◆ Problem details: Please give back only the lines below from the one containing "fn unexpected(verb: &str, reply: &Reply)" to the one containing "leaves it usable.", each repeated word for word, both ends included.

Dataset records
•••

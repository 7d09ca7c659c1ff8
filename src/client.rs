//! Client API
//!
//! Exposes an open-ended command surface over one connection.
//!
//! Any verb the server understands can be issued through
//! [`Client::execute`]; the typed methods (`get`, `set`, `del`, ...) are
//! thin wrappers that add no protocol logic beyond interpreting the reply
//! shape. A `Client` owns exactly one connection: threads must each hold
//! their own handle rather than sharing one behind hidden state, which is
//! what makes the no-locks, one-request-in-flight model sound.

use crate::config::Config;
use crate::error::{LinewireError, Result};
use crate::net::Connection;
use crate::protocol::{Packet, Reply};

/// Blocking key-value store client.
///
/// Construction performs no I/O; the underlying connection opens on the
/// first request and is reused until an explicit [`close`](Self::close)
/// or a transport fault.
pub struct Client {
    conn: Connection,
}

impl Client {
    /// Create a client from a configuration. No I/O happens here.
    pub fn new(config: Config) -> Self {
        Self {
            conn: Connection::new(config),
        }
    }

    /// Create a client for the given host and port with default settings
    pub fn open(host: impl Into<String>, port: u16) -> Self {
        Self::new(Config::builder().host(host).port(port).build())
    }

    /// Whether the underlying connection is currently open
    pub fn is_connected(&self) -> bool {
        self.conn.is_connected()
    }

    /// Close the underlying connection. The next request reconnects.
    pub fn close(&mut self) {
        self.conn.close();
    }

    // -------------------------------------------------------------------------
    // Generic command entry point
    // -------------------------------------------------------------------------

    /// Issue an arbitrary named command and interpret the reply.
    ///
    /// The command name becomes the first wire argument after passing
    /// through the rename table (`delete` is the one name remapped, to the
    /// protocol verb `del`); the remaining arguments are forwarded
    /// verbatim. Statuses map as: `ok` with an empty body to
    /// [`Reply::Nil`], one body field to [`Reply::Value`], more to
    /// [`Reply::Values`]; `not_found` to [`Reply::Nil`]; anything else to
    /// [`LinewireError::Command`].
    pub fn execute<A: AsRef<[u8]>>(&mut self, command: &str, args: &[A]) -> Result<Reply> {
        let verb = resolve_verb(command);

        let mut staged: Vec<&[u8]> = Vec::with_capacity(args.len() + 1);
        staged.push(verb.as_bytes());
        for arg in args {
            staged.push(arg.as_ref());
        }

        let packet = self.conn.request(&staged)?;
        interpret(packet, verb)
    }

    // -------------------------------------------------------------------------
    // Typed convenience commands
    // -------------------------------------------------------------------------

    /// Fetch a value by key. Returns `Ok(None)` when the key is absent.
    pub fn get(&mut self, key: impl AsRef<[u8]>) -> Result<Option<Vec<u8>>> {
        match self.execute("get", &[key.as_ref()])? {
            Reply::Value(value) => Ok(Some(value)),
            Reply::Nil => Ok(None),
            other => Err(unexpected("get", &other)),
        }
    }

    /// Set a value for a key
    pub fn set(&mut self, key: impl AsRef<[u8]>, value: impl AsRef<[u8]>) -> Result<()> {
        self.execute("set", &[key.as_ref(), value.as_ref()])?;
        Ok(())
    }

    /// Delete a key
    pub fn del(&mut self, key: impl AsRef<[u8]>) -> Result<()> {
        self.execute("del", &[key.as_ref()])?;
        Ok(())
    }

    /// Whether a key exists
    pub fn exists(&mut self, key: impl AsRef<[u8]>) -> Result<bool> {
        match self.execute("exists", &[key.as_ref()])? {
            Reply::Value(value) => Ok(value == b"1"),
            Reply::Nil => Ok(false),
            other => Err(unexpected("exists", &other)),
        }
    }

    /// Increment the integer value stored at `key` by `delta`, returning
    /// the new value
    pub fn incr(&mut self, key: impl AsRef<[u8]>, delta: i64) -> Result<i64> {
        let delta = delta.to_string();
        match self.execute("incr", &[key.as_ref(), delta.as_bytes()])? {
            Reply::Value(value) => std::str::from_utf8(&value)
                .ok()
                .and_then(|s| s.parse().ok())
                .ok_or_else(|| {
                    LinewireError::UnexpectedReply(format!(
                        "incr returned non-integer value '{}'",
                        String::from_utf8_lossy(&value)
                    ))
                }),
            other => Err(unexpected("incr", &other)),
        }
    }

    /// Range scan over `(key_start, key_end]`, returning up to `limit`
    /// key/value pairs in key order
    pub fn scan(
        &mut self,
        key_start: impl AsRef<[u8]>,
        key_end: impl AsRef<[u8]>,
        limit: usize,
    ) -> Result<Vec<(Vec<u8>, Vec<u8>)>> {
        let limit = limit.to_string();
        let reply = self.execute(
            "scan",
            &[key_start.as_ref(), key_end.as_ref(), limit.as_bytes()],
        )?;

        // The body alternates key, value, key, value, ...
        let values = reply.into_values();
        if values.len() % 2 != 0 {
            return Err(LinewireError::UnexpectedReply(format!(
                "scan returned {} fields, expected an even number",
                values.len()
            )));
        }

        let mut pairs = Vec::with_capacity(values.len() / 2);
        let mut iter = values.into_iter();
        while let (Some(key), Some(value)) = (iter.next(), iter.next()) {
            pairs.push((key, value));
        }
        Ok(pairs)
    }
}

/// Static rename table: method names that differ from their protocol verb
fn resolve_verb(command: &str) -> &str {
    match command {
        "delete" => "del",
        other => other,
    }
}

/// Map a decoded packet onto the reply shape or a command rejection
fn interpret(packet: Packet, verb: &str) -> Result<Reply> {
    match packet.status() {
        b"ok" => {
            let mut fields = packet.into_fields();
            fields.remove(0);
            Ok(match fields.len() {
                0 => Reply::Nil,
                1 => match fields.pop() {
                    Some(value) => Reply::Value(value),
                    None => Reply::Nil,
                },
                _ => Reply::Values(fields),
            })
        }
        b"not_found" => Ok(Reply::Nil),
        _ => {
            let mut fields = packet.into_fields();
            let status = fields.remove(0);
            Err(LinewireError::Command {
                status,
                body: fields,
                command: verb.as_bytes().to_vec(),
            })
        }
    }
}

fn unexpected(verb: &str, reply: &Reply) -> LinewireError {
    LinewireError::UnexpectedReply(format!("{} returned {:?}", verb, reply))
}
//! Error types for linewire
//!
//! Provides a unified error type for all client operations.
//!
//! Each variant identifies the layer that detected the fault: transport
//! (`Connect`, `Io`, `RemoteClosed`), framing (`Corrupt`), or the server
//! itself (`Command`). Transport and framing faults always tear down the
//! connection before they propagate; `Command` leaves it usable.

use thiserror::Error;

/// Result type alias using LinewireError
pub type Result<T> = std::result::Result<T, LinewireError>;

/// Unified error type for linewire operations
#[derive(Debug, Error)]
pub enum LinewireError {
    // -------------------------------------------------------------------------
    // Transport Errors
    // -------------------------------------------------------------------------
    #[error("failed to connect to {addr}: {source}")]
    Connect {
        addr: String,
        #[source]
        source: std::io::Error,
    },

    #[error("IO error: {0}")]
    Io(#[from] std::io::Error),

    #[error("connection closed by remote end")]
    RemoteClosed,

    // -------------------------------------------------------------------------
    // Framing Errors
    // -------------------------------------------------------------------------
    #[error("corrupt framing: {0}")]
    Corrupt(String),

    // -------------------------------------------------------------------------
    // Application Errors
    // -------------------------------------------------------------------------
    /// The server parsed the request but rejected the command.
    ///
    /// Carries the raw status token, the reply body, and the verb of the
    /// command that was rejected. Rendering is left to the caller.
    #[error("command '{}' failed with status '{}'",
            String::from_utf8_lossy(command),
            String::from_utf8_lossy(status))]
    Command {
        status: Vec<u8>,
        body: Vec<Vec<u8>>,
        command: Vec<u8>,
    },

    /// A well-formed `ok` reply whose shape did not match what a typed
    /// command method expects.
    #[error("unexpected reply: {0}")]
    UnexpectedReply(String),
}

impl LinewireError {
    /// True when the fault left the connection unusable.
    ///
    /// `Command` and `UnexpectedReply` concern well-framed replies; the
    /// stream stays in sync and the connection is kept open.
    pub fn is_fatal(&self) -> bool {
        !matches!(
            self,
            LinewireError::Command { .. } | LinewireError::UnexpectedReply(_)
        )
    }
}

•••

◆ Output below:
fn unexpected(verb: &str, reply: &Reply) -> LinewireError {
    LinewireError::UnexpectedReply(format!("{} returned {:?}", verb, reply))
}
//! Error types for linewire
//!
//! Provides a unified error type for all client operations.
//!
//! Each variant identifies the layer that detected the fault: transport
//! (`Connect`, `Io`, `RemoteClosed`), framing (`Corrupt`), or the server
//! itself (`Command`). Transport and framing faults always tear down the
//! connection before they propagate; `Command` leaves it usable.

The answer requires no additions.